Buildscript.classpath behaviour when folder is missing


(Vadim Chekan) #1

Hi all.

I experienced unintuitive gradle behavior when making a task which deploy yarn application to hadoop cluster. Hadoop requires configuration files to be in classpath and my deployment script is implemented not as subproject but as gradle task itself. So I’ve added folder to buildscript’s classpath.

buildscript {
    dependencies {
        classpath files("build/yarn-conf")
        ...
   }
}

The problem is, that this folder will be created in one of the tasks later and at the moment of gradle start it does not exist. In this case, this classpath call is just ignored (classloader.getResource(‘yarn-site.xml’) will return null). But if the folder exists, let’s say from previous build, then it works just fine (classloader will find resource).
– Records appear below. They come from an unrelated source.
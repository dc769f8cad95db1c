//! Handlers: the code that actually executes a task, resolved by kind.
//!
//! Two layers:
//! - **Typed**: `TaskPayload` + `Handler<T>`; the payload is decoded into `T`
//!   and the output encoded back to JSON by `TypedHandler`.
//! - **Dyn**: `DynHandler`, object-safe, stored in the `HandlerRegistry` and
//!   called by workers with the raw JSON payload.

pub mod codec;
pub mod context;
pub mod handler;
pub mod registry;
pub mod task;

pub use self::context::TaskContext;
pub use self::handler::{DynHandler, FnHandler, Handler, HandlerError, TypedHandler};
pub use self::registry::{HandlerRegistry, RegistryError};
pub use self::task::TaskPayload;
//! Messages exchanged between the pool driver and its workers.
//!
//! Workers share no memory with the pool; everything they learn or report
//! travels through these two enums. Both are serde-serializable so the same
//! protocol can be carried over a process boundary.

use serde::{Deserialize, Serialize};
use std::time::Duration;

use super::ids::{TaskId, WorkerId};
use super::task::TaskKind;

/// Settings a worker receives with `Initialize`.
#[derive(Debug, Clone, PartialEq, Serialize, Deserialize)]
pub struct WorkerInit {
    /// The pool-side deadline for a single task. Handlers may use it to bound
    /// their own I/O.
    #[serde(with = "crate::serde_millis")]
    pub task_timeout: Duration,
}

/// pool -> worker
#[derive(Debug, Clone, PartialEq, Serialize, Deserialize)]
#[serde(tag = "type", rename_all = "snake_case")]
pub enum PoolMessage {
    Initialize {
        worker_id: WorkerId,
        config: WorkerInit,
    },
    Execute {
        task_id: TaskId,
        kind: TaskKind,
        payload: serde_json::Value,
        attempt: u32,
    },
}

/// worker -> pool
#[derive(Debug, Clone, PartialEq, Serialize, Deserialize)]
#[serde(tag = "type", rename_all = "snake_case")]
pub enum WorkerMessage {
    Ready,
    Progress {
        task_id: TaskId,
        percent: u8,
    },
    Completed {
        task_id: TaskId,
        result: serde_json::Value,
    },
    Failed {
        task_id: TaskId,
        error: String,
    },
    WorkerError {
        error: String,
    },
}

impl WorkerMessage {
    /// The task this message reports on, if any.
    pub fn task_id(&self) -> Option<TaskId> {
        match self {
            WorkerMessage::Progress { task_id, .. }
            | WorkerMessage::Completed { task_id, .. }
            | WorkerMessage::Failed { task_id, .. } => Some(*task_id),
            WorkerMessage::Ready | WorkerMessage::WorkerError { .. } => None,
        }
    }
}

/// A worker message stamped with its sender. All workers share one outbound
/// channel to the driver.
#[derive(Debug, Clone)]
pub struct Envelope {
    pub from: WorkerId,
    pub message: WorkerMessage,
}
use fuzzy_matcher::skim::SkimMatcherV2;
use fuzzy_matcher::FuzzyMatcher;
use localmate_api::domain::Task;
use std::time::{Duration, Instant};
use time::{OffsetDateTime, PrimitiveDateTime, UtcOffset};

use crate::i18n::{self, Lang};

mod state;
pub mod tasks;
pub mod timer;

pub use state::{
    AddTaskField, AddTaskForm, DeleteContext, Notification, NotificationKind, Pane, TextInput,
    View,
};
pub use timer::{format_remaining, CountdownTimer, RunningTimer, StartError};

use tasks::Buckets;

const NOTIFICATION_TTL: Duration = Duration::from_secs(4);
const FLASH_DURATION: Duration = Duration::from_millis(1200);

const DUE_INPUT_FORMAT: &[time::format_description::BorrowedFormatItem<'_>] =
    time::macros::format_description!("[year]-[month]-[day] [hour]:[minute]");

pub struct App {
    pub running: bool,
    pub current_view: View,
    pub lang: Lang,

    // Task buckets, recomputed from a fresh fetch on every reload
    pub buckets: Buckets,
    pub focused_pane: Pane,
    pub today_index: usize,
    pub pending_index: usize,

    // Add-task form
    pub add_task_form: AddTaskForm,

    // Delete confirmation
    pub delete_context: Option<DeleteContext>,

    // Countdown timer
    pub timer: CountdownTimer,
    pub selector_tasks: Vec<Task>, // incomplete tasks offered to the countdown
    pub selector_search: TextInput,
    pub filtered_selector: Vec<Task>,
    pub selector_index: usize,
    pub duration_input: TextInput,
    pub duration_focused: bool,
    pub selected_total: Option<u32>, // aggregated minutes for the selected task
    pub flash_until: Option<Instant>, // completion visual cue

    // Feedback
    pub notification: Option<Notification>,
    pub is_loading: bool,
    pub throbber_state: throbber_widgets_tui::ThrobberState,
}

impl App {
    pub fn new(lang: Lang) -> Self {
        Self {
            running: true,
            current_view: View::Tasks,
            lang,
            buckets: Buckets::default(),
            focused_pane: Pane::Today,
            today_index: 0,
            pending_index: 0,
            add_task_form: AddTaskForm::new(&default_due_input()),
            delete_context: None,
            timer: CountdownTimer::default(),
            selector_tasks: Vec::new(),
            selector_search: TextInput::new(),
            filtered_selector: Vec::new(),
            selector_index: 0,
            duration_input: TextInput::new(),
            duration_focused: false,
            selected_total: None,
            flash_until: None,
            notification: None,
            is_loading: false,
            throbber_state: throbber_widgets_tui::ThrobberState::default(),
        }
    }

    pub fn quit(&mut self) {
        self.running = false;
    }

    pub fn text(&self, key: &str) -> String {
        i18n::lookup(self.lang, key).to_string()
    }

    pub fn notify_success(&mut self, message: String) {
        self.notification = Some(Notification {
            message,
            kind: NotificationKind::Success,
            shown_at: Instant::now(),
        });
    }

    pub fn notify_error(&mut self, message: String) {
        self.notification = Some(Notification {
            message,
            kind: NotificationKind::Error,
            shown_at: Instant::now(),
        });
    }

    pub fn expire_notification(&mut self, now: Instant) {
        if let Some(n) = &self.notification {
            if now.duration_since(n.shown_at) >= NOTIFICATION_TTL {
                self.notification = None;
            }
        }
    }

    /// Replace the task buckets and the timer selector from a fresh fetch.
    pub fn set_tasks(&mut self, tasks: Vec<Task>) {
        self.selector_tasks = tasks.iter().filter(|t| !t.is_completed).cloned().collect();
        self.buckets = tasks::partition(tasks, tasks::local_today());
        self.clamp_selection();
        self.filter_selector();
    }

    pub fn visible_tasks(&self, pane: Pane) -> &[Task] {
        match pane {
            Pane::Today => &self.buckets.today,
            Pane::Pending => &self.buckets.pending,
        }
    }

    pub fn selected_task(&self) -> Option<&Task> {
        let (list, index) = match self.focused_pane {
            Pane::Today => (&self.buckets.today, self.today_index),
            Pane::Pending => (&self.buckets.pending, self.pending_index),
        };
        list.get(index)
    }

    pub fn toggle_pane(&mut self) {
        self.focused_pane = match self.focused_pane {
            Pane::Today => Pane::Pending,
            Pane::Pending => Pane::Today,
        };
    }

    pub fn selection_up(&mut self) {
        let index = match self.focused_pane {
            Pane::Today => &mut self.today_index,
            Pane::Pending => &mut self.pending_index,
        };
        *index = index.saturating_sub(1);
    }

    pub fn selection_down(&mut self) {
        let (len, index) = match self.focused_pane {
            Pane::Today => (self.buckets.today.len(), &mut self.today_index),
            Pane::Pending => (self.buckets.pending.len(), &mut self.pending_index),
        };
        if *index + 1 < len {
            *index += 1;
        }
    }

    fn clamp_selection(&mut self) {
        self.today_index = self
            .today_index
            .min(self.buckets.today.len().saturating_sub(1));
        self.pending_index = self
            .pending_index
            .min(self.buckets.pending.len().saturating_sub(1));
    }

    /// Rebuild the fuzzy-filtered selector list from the current search input.
    pub fn filter_selector(&mut self) {
        let query = self.selector_search.value.trim();
        if query.is_empty() {
            self.filtered_selector = self.selector_tasks.clone();
        } else {
            let matcher = SkimMatcherV2::default();
            let mut scored: Vec<(i64, Task)> = self
                .selector_tasks
                .iter()
                .filter_map(|t| matcher.fuzzy_match(&t.title, query).map(|s| (s, t.clone())))
                .collect();
            scored.sort_by(|a, b| b.0.cmp(&a.0));
            self.filtered_selector = scored.into_iter().map(|(_, t)| t).collect();
        }
        self.selector_index = self
            .selector_index
            .min(self.filtered_selector.len().saturating_sub(1));
    }

    pub fn selector_selected(&self) -> Option<&Task> {
        self.filtered_selector.get(self.selector_index)
    }

    pub fn selector_up(&mut self) {
        self.selector_index = self.selector_index.saturating_sub(1);
    }

    pub fn selector_down(&mut self) {
        if self.selector_index + 1 < self.filtered_selector.len() {
            self.selector_index += 1;
        }
    }

    /// Reset the timer inputs after a stop or completion. TimerState itself
    /// is cleared by the countdown component.
    pub fn reset_timer_inputs(&mut self) {
        self.duration_input.clear();
        self.duration_focused = false;
    }

    pub fn start_flash(&mut self) {
        self.flash_until = Some(Instant::now() + FLASH_DURATION);
    }

    pub fn is_flashing(&self, now: Instant) -> bool {
        self.flash_until.is_some_and(|until| now < until)
    }

    /// Duration field parsed as whole minutes; None when empty or malformed.
    pub fn parsed_duration(&self) -> Option<u32> {
        self.duration_input.value.trim().parse::<u32>().ok()
    }
}

/// Default due-date text for the add-task form: now, in local time.
pub fn default_due_input() -> String {
    let now = OffsetDateTime::now_utc()
        .to_offset(UtcOffset::current_local_offset().unwrap_or(UtcOffset::UTC));
    PrimitiveDateTime::new(now.date(), now.time())
        .format(&DUE_INPUT_FORMAT)
        .unwrap_or_default()
}

/// Parse the add-task due field ("YYYY-MM-DD HH:MM", local time).
pub fn parse_due_input(input: &str) -> Option<PrimitiveDateTime> {
    PrimitiveDateTime::parse(input.trim(), &DUE_INPUT_FORMAT).ok()
}

#[cfg(test)]
mod tests {
    use super::*;
    use time::macros::datetime;

    fn task(id: i64, title: &str, is_completed: bool) -> Task {
        Task {
            id,
            title: title.to_string(),
            description: None,
            due_date: datetime!(2099-01-01 10:00:00),
            is_completed,
        }
    }

    #[test]
    fn selector_only_offers_incomplete_tasks() {
        let mut app = App::new(Lang::En);
        app.set_tasks(vec![
            task(1, "Read chapter 4", false),
            task(2, "Done already", true),
            task(3, "Write summary", false),
        ]);
        let ids: Vec<i64> = app.selector_tasks.iter().map(|t| t.id).collect();
        assert_eq!(ids, vec![1, 3]);
    }

    #[test]
    fn selector_search_filters_by_fuzzy_title() {
        let mut app = App::new(Lang::En);
        app.set_tasks(vec![
            task(1, "Read chapter 4", false),
            task(2, "Write summary", false),
        ]);
        app.selector_search = TextInput::from_str("sum");
        app.filter_selector();
        assert_eq!(app.filtered_selector.len(), 1);
        assert_eq!(app.filtered_selector[0].id, 2);
    }

    #[test]
    fn parse_due_input_round_trips() {
        let parsed = parse_due_input("2025-03-10 09:30").unwrap();
        assert_eq!(parsed, datetime!(2025-03-10 09:30:00));
        assert!(parse_due_input("not a date").is_none());
        assert!(parse_due_input("").is_none());
    }

    #[test]
    fn notification_expires_after_ttl() {
        let mut app = App::new(Lang::En);
        app.notify_success("saved".to_string());
        let shown_at = app.notification.as_ref().unwrap().shown_at;

        app.expire_notification(shown_at + Duration::from_secs(1));
        assert!(app.notification.is_some());

        app.expire_notification(shown_at + NOTIFICATION_TTL);
        assert!(app.notification.is_none());
    }

    #[test]
    fn parsed_duration_rejects_garbage() {
        let mut app = App::new(Lang::En);
        app.duration_input = TextInput::from_str("25");
        assert_eq!(app.parsed_duration(), Some(25));
        app.duration_input = TextInput::from_str("abc");
        assert_eq!(app.parsed_duration(), None);
        app.duration_input = TextInput::from_str("");
        assert_eq!(app.parsed_duration(), None);
    }
}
I solved this problem by moving my yarn/hadoop tasks into another gradle file and invoking it as GradleBuild task. External task invocation and classpath evaluation is performed at the moment when config folder exist and this is why it works. but I would like to learn more about the reasons why classpath behaves like file system snapshot at the moment of evaluation. I would think that “classpath files(…)” would just add url to collection and each time classloader.getResource() is called, every url is evaluated. But it seems to me, some validation is performed and if at the moment of adding url does not exist, it won’t be added at all? Any insights on how classpath works would be greatly appreciated.


(Stefan Oehme) #2

The buildscript is what builds your code. It cannot depend on the code it is building. That would be a chicken-and-egg situation.

Instead, use a configuration to hold the classpath for the tool you want and instantiate your own UrlClassLoader in the task’s implementation.


(Vadim Chekan) #3

Thank you Stefan,

Using my own class loader is much cleaner way. I’ve ended up with this code:

def startYarnJob(samzaConfigName) {
    def url = new File("${buildDir}/yarn-conf").toURI().toURL()
    def oldLoader = Thread.currentThread().contextClassLoader
    Thread.currentThread().setContextClassLoader(new URLClassLoader([url] as URL[], oldLoader))

    ...
    org.apache.samza.job.JobRunner.main(params)

    Thread.currentThread().setContextClassLoader(oldLoader)
}

(Stefan Oehme) #4

Hey Vadim,

if you want to run a main class, you can use a JavaExec task to make your code much cleaner still. You won’t need any classloader magic, as it will be an isolated process.

Cheers,
Stefan